What follows is data; output all of it exactly as given.

-*-*-

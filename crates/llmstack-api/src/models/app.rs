use chrono::{DateTime, Utc};
use serde::{Deserialize, Serialize};
use uuid::Uuid;

/// An app owned by (or shared with) the user (`/api/apps`).
#[derive(Debug, Clone, PartialEq, Deserialize, Serialize)]
pub struct App {
    pub uuid: Uuid,
    #[serde(default)]
    pub name: String,
    #[serde(default)]
    pub description: String,
    #[serde(default)]
    pub app_type_name: Option<String>,
    #[serde(default)]
    pub is_published: bool,
    #[serde(default)]
    pub published_uuid: Option<String>,
    #[serde(default)]
    pub visibility: Option<u8>,
    #[serde(default)]
    pub owner_email: Option<String>,
    #[serde(default)]
    pub created_at: Option<DateTime<Utc>>,
    #[serde(default)]
    pub last_updated_at: Option<DateTime<Utc>>,
}

/// A starter template (`/api/apps/templates`).
#[derive(Debug, Clone, Default, PartialEq, Deserialize, Serialize)]
pub struct AppTemplate {
    #[serde(default)]
    pub slug: String,
    #[serde(default)]
    pub name: String,
    #[serde(default)]
    pub description: String,
    #[serde(default)]
    pub icon: Option<String>,
    #[serde(default)]
    pub categories: Vec<String>,
}

/// One saved version of an app (`/api/apps/{uuid}/versions`).
#[derive(Debug, Clone, Default, PartialEq, Deserialize, Serialize)]
pub struct AppVersion {
    #[serde(default)]
    pub version: u32,
    #[serde(default)]
    pub comment: String,
    #[serde(default)]
    pub is_draft: bool,
    #[serde(default)]
    pub created_at: Option<DateTime<Utc>>,
}

/// A published app listing (`/api/store/apps/{slug}`).
#[derive(Debug, Clone, Default, PartialEq, Deserialize, Serialize)]
pub struct StoreApp {
    #[serde(default)]
    pub slug: String,
    #[serde(default)]
    pub name: String,
    #[serde(default)]
    pub description: String,
    #[serde(default)]
    pub icon_url: Option<String>,
    #[serde(default)]
    pub categories: Vec<String>,
    #[serde(default)]
    pub username: Option<String>,
    #[serde(default)]
    pub version: Option<String>,
    /// App definition (input schema, processors, config) as published.
    #[serde(default)]
    pub data: serde_json::Value,
}

/// A store category (`/api/store/categories`).
#[derive(Debug, Clone, Default, PartialEq, Eq, Deserialize, Serialize)]
pub struct StoreCategory {
    #[serde(default)]
    pub slug: String,
    #[serde(default)]
    pub name: String,
    #[serde(default)]
    pub description: Option<String>,
}

/// A shared app run (`/api/app/run/share/{code}`).
#[derive(Debug, Clone, Default, PartialEq, Deserialize, Serialize)]
pub struct AppRunShare {
    #[serde(default)]
    pub code: String,
    #[serde(default)]
    pub store_app_slug: Option<String>,
    #[serde(default)]
    pub app_uuid: Option<Uuid>,
    /// Recorded inputs and outputs of the run.
    #[serde(default)]
    pub data: serde_json::Value,
    #[serde(default)]
    pub created_at: Option<DateTime<Utc>>,
}

#[cfg(test)]
#[allow(clippy::unwrap_used)]
mod tests {
    use super::*;

    #[test]
    fn app_requires_only_uuid() {
        let app: App =
            serde_json::from_str(r#"{"uuid": "5e0f3bde-6b62-4fd4-9b27-2cf0e3d1a6e0"}"#).unwrap();
        assert!(app.name.is_empty());
        assert!(!app.is_published);
    }

    #[test]
    fn store_app_keeps_definition_payload() {
        let app: StoreApp = serde_json::from_str(
            r#"{"slug": "summarizer", "name": "Summarizer", "data": {"type_slug": "web"}}"#,
        )
        .unwrap();
        assert_eq!(app.slug, "summarizer");
        assert_eq!(app.data["type_slug"], "web");
    }
}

-*-*-

Response for this exercise:
filename crates/llmstack-api/src/models/app.rs
use chrono::{DateTime, Utc};
use serde::{Deserialize, Serialize};
use uuid::Uuid;

/// An app owned by (or shared with) the user (`/api/apps`).
#[derive(Debug, Clone, PartialEq, Deserialize, Serialize)]
pub struct App {
    pub uuid: Uuid,
    #[serde(default)]
    pub name: String,
    #[serde(default)]
    pub description: String,
    #[serde(default)]
    pub app_type_name: Option<String>,
    #[serde(default)]
    pub is_published: bool,
    #[serde(default)]
    pub published_uuid: Option<String>,
    #[serde(default)]
    pub visibility: Option<u8>,
    #[serde(default)]
    pub owner_email: Option<String>,
    #[serde(default)]
    pub created_at: Option<DateTime<Utc>>,
    #[serde(default)]
    pub last_updated_at: Option<DateTime<Utc>>,
}

/// A starter template (`/api/apps/templates`).
#[derive(Debug, Clone, Default, PartialEq, Deserialize, Serialize)]
pub struct AppTemplate {
    #[serde(default)]
    pub slug: String,
    #[serde(default)]
    pub name: String,
    #[serde(default)]
    pub description: String,
    #[serde(default)]
    pub icon: Option<String>,
    #[serde(default)]
    pub categories: Vec<String>,
}

/// One saved version of an app (`/api/apps/{uuid}/versions`).
#[derive(Debug, Clone, Default, PartialEq, Deserialize, Serialize)]
pub struct AppVersion {
    #[serde(default)]
    pub version: u32,
    #[serde(default)]
    pub comment: String,
    #[serde(default)]
    pub is_draft: bool,
    #[serde(default)]
    pub created_at: Option<DateTime<Utc>>,
}

/// A published app listing (`/api/store/apps/{slug}`).
#[derive(Debug, Clone, Default, PartialEq, Deserialize, Serialize)]
pub struct StoreApp {
    #[serde(default)]
    pub slug: String,
    #[serde(default)]
    pub name: String,
    #[serde(default)]
    pub description: String,
    #[serde(default)]
    pub icon_url: Option<String>,
    #[serde(default)]
    pub categories: Vec<String>,
    #[serde(default)]
    pub username: Option<String>,
    #[serde(default)]
    pub version: Option<String>,
    /// App definition (input schema, processors, config) as published.
    #[serde(default)]
    pub data: serde_json::Value,
}

/// A store category (`/api/store/categories`).
#[derive(Debug, Clone, Default, PartialEq, Eq, Deserialize, Serialize)]
pub struct StoreCategory {
    #[serde(default)]
    pub slug: String,
    #[serde(default)]
    pub name: String,
    #[serde(default)]
    pub description: Option<String>,
}

/// A shared app run (`/api/app/run/share/{code}`).
#[derive(Debug, Clone, Default, PartialEq, Deserialize, Serialize)]
pub struct AppRunShare {
    #[serde(default)]
    pub code: String,
    #[serde(default)]
    pub store_app_slug: Option<String>,
    #[serde(default)]
    pub app_uuid: Option<Uuid>,
    /// Recorded inputs and outputs of the run.
    #[serde(default)]
    pub data: serde_json::Value,
    #[serde(default)]
    pub created_at: Option<DateTime<Utc>>,
}

#[cfg(test)]
#[allow(clippy::unwrap_used)]
mod tests {
    use super::*;

    #[test]
    fn app_requires_only_uuid() {
        let app: App =
            serde_json::from_str(r#"{"uuid": "5e0f3bde-6b62-4fd4-9b27-2cf0e3d1a6e0"}"#).unwrap();
        assert!(app.name.is_empty());
        assert!(!app.is_published);
    }

    #[test]
    fn store_app_keeps_definition_payload() {
        let app: StoreApp = serde_json::from_str(
            r#"{"slug": "summarizer", "name": "Summarizer", "data": {"type_slug": "web"}}"#,
        )
        .unwrap();
        assert_eq!(app.slug, "summarizer");
        assert_eq!(app.data["type_slug"], "web");
    }
}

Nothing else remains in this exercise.